Sequences & Series Notes

Questions

4–6 questions per paper

Difficulty

Medium

Importance

High yield for JEE Main and BITSAT

Overview

Sequences and Series form the backbone of competitive mathematics, testing your ability to recognize patterns and manipulate algebraic summations. Mastery of this topic is essential for JEE and engineering entrance exams, as it frequently acts as a bridge between algebra, calculus, and probability.

Arithmetic and Geometric Progressions

AP and GP are the fundamental building blocks involving constant additive or multiplicative changes. For entrance exams, focus on properties of the middle terms and the relationship between AM and GM.

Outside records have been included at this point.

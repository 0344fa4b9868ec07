//! Chart version resolution.
//!
//! The latest published release is looked up once per resolver; the first
//! outcome, success or failure, is kept for the resolver's lifetime.

use std::sync::Arc;
use std::time::Duration;

use async_trait::async_trait;
use hyper::body::to_bytes;
use hyper::client::HttpConnector;
use hyper::header::{ACCEPT, USER_AGENT};
use hyper::{Body, Client, Request};
use hyper_rustls::HttpsConnector;
use rustls::{ClientConfig, OwnedTrustAnchor, RootCertStore};
use serde::Deserialize;
use tokio::sync::OnceCell;
use tokio::time::timeout;
use tracing::{debug, warn};
use webpki_roots::TLS_SERVER_ROOTS;

use crate::error::{KernelError, KernelResult};

/// Endpoint describing the latest Inspektor Gadget release.
pub const LATEST_RELEASE_URL: &str =
    "https://api.github.com/repos/inspektor-gadget/inspektor-gadget/releases/latest";

/// Budget for the latest-release request.
pub const RELEASE_LOOKUP_TIMEOUT: Duration = Duration::from_secs(5);

/// Returns the chart version this binary was built against, taken from
/// `IG_CHART_VERSION` at build time (`1.0.0-dev` when unset).
#[must_use]
pub fn embedded_chart_version() -> &'static str {
    env!("IG_CHART_VERSION")
}

/// Picks the chart version used when the caller did not name one.
#[async_trait]
pub trait VersionResolver: Send + Sync {
    /// Returns the chart version to deploy.
    async fn chart_version(&self) -> String;
}

/// Source of the latest published release version.
#[async_trait]
pub trait ReleaseSource: Send + Sync {
    /// Returns the latest release version without a leading `v`.
    async fn latest_release(&self) -> KernelResult<String>;
}

/// Resolves to the latest published release, falling back to the embedded
/// version when the lookup failed.
pub struct LatestReleaseResolver {
    source: Arc<dyn ReleaseSource>,
    latest: OnceCell<Result<String, String>>,
}

impl std::fmt::Debug for LatestReleaseResolver {
    fn fmt(&self, f: &mut std::fmt::Formatter<'_>) -> std::fmt::Result {
        f.debug_struct("LatestReleaseResolver")
            .field("latest", &self.latest.get())
            .finish_non_exhaustive()
    }
}

impl LatestReleaseResolver {
    /// Creates a resolver over `source`.
    #[must_use]
    pub fn new(source: Arc<dyn ReleaseSource>) -> Self {
        Self {
            source,
            latest: OnceCell::new(),
        }
    }

    /// Creates a resolver querying the public release endpoint.
    #[must_use]
    pub fn github() -> Self {
        Self::new(Arc::new(GithubReleaseSource::new()))
    }
}

#[async_trait]
impl VersionResolver for LatestReleaseResolver {
    async fn chart_version(&self) -> String {
        let latest = self
            .latest
            .get_or_init(|| async {
                self.source.latest_release().await.map_err(|err| {
                    warn!(error = %err, "failed to get latest release, using embedded chart version");
                    err.to_string()
                })
            })
            .await;
        match latest {
            Ok(version) => version.clone(),
            Err(_) => embedded_chart_version().to_owned(),
        }
    }
}

type HyperClient = Client<HttpsConnector<HttpConnector>, Body>;

fn build_https_client() -> HyperClient {
    let mut roots = RootCertStore::empty();
    roots.add_trust_anchors(TLS_SERVER_ROOTS.iter().map(|anchor| {
        OwnedTrustAnchor::from_subject_spki_name_constraints(
            anchor.subject,
            anchor.spki,
            anchor.name_constraints,
        )
    }));

    let config = ClientConfig::builder()
        .with_safe_defaults()
        .with_root_certificates(roots)
        .with_no_client_auth();

    let mut http = HttpConnector::new();
    http.enforce_http(false);

    let connector = HttpsConnector::from((http, Arc::new(config)));
    Client::builder().build::<_, Body>(connector)
}

#[derive(Deserialize)]
struct LatestRelease {
    tag_name: String,
}

/// Reads the latest release from the GitHub releases API.
pub struct GithubReleaseSource {
    client: HyperClient,
    endpoint: String,
    timeout: Duration,
}

impl std::fmt::Debug for GithubReleaseSource {
    fn fmt(&self, f: &mut std::fmt::Formatter<'_>) -> std::fmt::Result {
        f.debug_struct("GithubReleaseSource")
            .field("endpoint", &self.endpoint)
            .field("timeout", &self.timeout)
            .finish_non_exhaustive()
    }
}

impl Default for GithubReleaseSource {
    fn default() -> Self {
        Self::new()
    }
}

impl GithubReleaseSource {
    /// Creates a source for the public release endpoint.
    #[must_use]
    pub fn new() -> Self {
        Self {
            client: build_https_client(),
            endpoint: LATEST_RELEASE_URL.to_owned(),
            timeout: RELEASE_LOOKUP_TIMEOUT,
        }
    }

    /// Overrides the endpoint.
    #[must_use]
    pub fn with_endpoint(mut self, endpoint: impl Into<String>) -> Self {
        self.endpoint = endpoint.into();
        self
    }

    /// Overrides the request timeout.
    #[must_use]
    pub fn with_timeout(mut self, timeout: Duration) -> Self {
        self.timeout = timeout;
        self
    }
}

#[async_trait]
impl ReleaseSource for GithubReleaseSource {
    async fn latest_release(&self) -> KernelResult<String> {
        let request = Request::get(self.endpoint.as_str())
            .header(USER_AGENT, "ig-mcp-server")
            .header(ACCEPT, "application/vnd.github+json")
            .body(Body::empty())
            .map_err(|err| KernelError::release(format!("failed to build request: {err}")))?;

        let response = timeout(self.timeout, self.client.request(request))
            .await
            .map_err(|_| KernelError::release("request timed out"))?
            .map_err(|err| KernelError::release(format!("failed to get latest release: {err}")))?;

        let status = response.status();
        if !status.is_success() {
            return Err(KernelError::release(format!(
                "failed to get latest release, status code: {}",
                status.as_u16()
            )));
        }

        let bytes = timeout(self.timeout, to_bytes(response.into_body()))
            .await
            .map_err(|_| KernelError::release("reading response timed out"))?
            .map_err(|err| KernelError::release(format!("failed to read response: {err}")))?;
        let release: LatestRelease = serde_json::from_slice(&bytes)
            .map_err(|err| KernelError::release(format!("decoding latest release response: {err}")))?;

        let version = release.tag_name.trim_start_matches('v').to_owned();
        debug!(version = %version, "resolved latest release");
        Ok(version)
    }
}

#[cfg(test)]
mod tests {
    use super::*;
    use std::sync::atomic::{AtomicUsize, Ordering};

    struct CountingSource {
        calls: AtomicUsize,
        outcome: Result<&'static str, &'static str>,
    }

    #[async_trait]
    impl ReleaseSource for CountingSource {
        async fn latest_release(&self) -> KernelResult<String> {
            self.calls.fetch_add(1, Ordering::SeqCst);
            self.outcome
                .map(str::to_owned)
                .map_err(KernelError::release)
        }
    }

    #[tokio::test]
    async fn latest_release_is_looked_up_once() {
        let source = Arc::new(CountingSource {
            calls: AtomicUsize::new(0),
            outcome: Ok("0.41.0"),
        });
        let resolver = LatestReleaseResolver::new(source.clone());

        assert_eq!(resolver.chart_version().await, "0.41.0");
        assert_eq!(resolver.chart_version().await, "0.41.0");
        assert_eq!(source.calls.load(Ordering::SeqCst), 1);
    }

    #[tokio::test]
    async fn failed_lookup_is_memoised_and_falls_back() {
        let source = Arc::new(CountingSource {
            calls: AtomicUsize::new(0),
            outcome: Err("rate limited"),
        });
        let resolver = LatestReleaseResolver::new(source.clone());

        assert_eq!(resolver.chart_version().await, embedded_chart_version());
        assert_eq!(resolver.chart_version().await, embedded_chart_version());
        assert_eq!(source.calls.load(Ordering::SeqCst), 1);
    }

    #[test]
    fn embedded_version_comes_from_the_build_environment() {
        let version = embedded_chart_version();
        assert!(!version.starts_with('v'));
        assert!(!version.is_empty());
        assert_eq!(option_env!("IG_CHART_VERSION"), Some(version));
    }
}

nth term of AP: a + (n-1)d
Sum of n terms of AP: (n/2)[2a + (n-1)d]
nth term of GP: ar^(n-1)
Sum of n terms of GP: a(1-r^n)/(1-r) for r != 1
AM >= GM theorem for positive real numbers

Sum of Infinite GP

The infinite geometric series is a crucial tool for convergent sequences where the absolute value of the common ratio is less than one. This concept is frequently tested in limit problems and recurring decimal conversions.

Sum condition: |r| < 1
Sum formula: S_inf = a / (1-r)
Always verify if the series converges before applying the formula
Used extensively in geometric interpretation of limits

Arithmetico-Geometric Progression (AGP)

An AGP is the product of corresponding terms of an AP and a GP. Exam problems often require the 'multiply by common ratio and subtract' technique to derive the sum formula.

General form: a, (a+d)r, (a+2d)r^2, ...
Method of differences: S - rS = a + dr + dr^2 + ... - (a+(n-1)d)r^n
Finite sum involves geometric series manipulation
Infinite AGP sum converges if |r| < 1

Special Sums and Sigma Notation

Sigma notation simplifies complex series summations involving polynomials of n. Memorizing these standard results saves critical time during high-pressure exams.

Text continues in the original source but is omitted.